### What you should do
When you reach the records below, output each one exactly.

### Data

____________________

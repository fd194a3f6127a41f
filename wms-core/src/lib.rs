//! WMS Core
//!
//! Core types for the workflow monitoring client.
//!
//! This crate contains:
//! - Domain types: sessions, run metadata, log events and response outcomes
//! - DTOs: request and response bodies exchanged with the monitoring server

pub mod domain;
pub mod dto;
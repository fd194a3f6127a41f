//! Configuration module
//!
//! Settings shared by every command: where the server lives and how to talk to it.

use anyhow::{Result, bail};

/// CLI configuration
#[derive(Debug, Clone)]
pub struct Config {
    /// Base address of the WMS server
    pub host: String,
    /// Bearer token (from `WMS_MONITOR_TOKEN`)
    pub token: Option<String>,
    /// Treat unrecognized response codes as fatal
    pub strict: bool,
}

impl Config {
    /// Validates the configuration
    pub fn validate(&self) -> Result<()> {
        if self.host.is_empty() {
            bail!("host cannot be empty");
        }

        if !self.host.starts_with("http://") && !self.host.starts_with("https://") {
            bail!("host must start with http:// or https://");
        }

        Ok(())
    }
}

#[cfg(test)]
mod tests {
    use super::*;

    fn config(host: &str) -> Config {
        Config {
            host: host.to_string(),
            token: None,
            strict: false,
        }
    }

    #[test]
    fn test_config_validation() {
        assert!(config("http://localhost:5000").validate().is_ok());
        assert!(config("https://wms.example.org/").validate().is_ok());

        assert!(config("").validate().is_err());
        assert!(config("localhost:5000").validate().is_err());
        assert!(config("ftp://localhost").validate().is_err());
    }
}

____________________

### Answer space
repository fd194a3f6127a41f
filename wms-core/src/lib.rs
//! WMS Core
//!
//! Core types for the workflow monitoring client.
//!
//! This crate contains:
//! - Domain types: sessions, run metadata, log events and response outcomes
//! - DTOs: request and response bodies exchanged with the monitoring server

pub mod domain;
pub mod dto;
repository fd194a3f6127a41f
//! Configuration module
//!
//! Settings shared by every command: where the server lives and how to talk to it.

use anyhow::{Result, bail};

/// CLI configuration
#[derive(Debug, Clone)]
pub struct Config {
    /// Base address of the WMS server
    pub host: String,
    /// Bearer token (from `WMS_MONITOR_TOKEN`)
    pub token: Option<String>,
    /// Treat unrecognized response codes as fatal
    pub strict: bool,
}

impl Config {
    /// Validates the configuration
    pub fn validate(&self) -> Result<()> {
        if self.host.is_empty() {
            bail!("host cannot be empty");
        }

        if !self.host.starts_with("http://") && !self.host.starts_with("https://") {
            bail!("host must start with http:// or https://");
        }

        Ok(())
    }
}

#[cfg(test)]
mod tests {
    use super::*;

    fn config(host: &str) -> Config {
        Config {
            host: host.to_string(),
            token: None,
            strict: false,
        }
    }

    #[test]
    fn test_config_validation() {
        assert!(config("http://localhost:5000").validate().is_ok());
        assert!(config("https://wms.example.org/").validate().is_ok());

        assert!(config("").validate().is_err());
        assert!(config("localhost:5000").validate().is_err());
        assert!(config("ftp://localhost").validate().is_err());
    }
}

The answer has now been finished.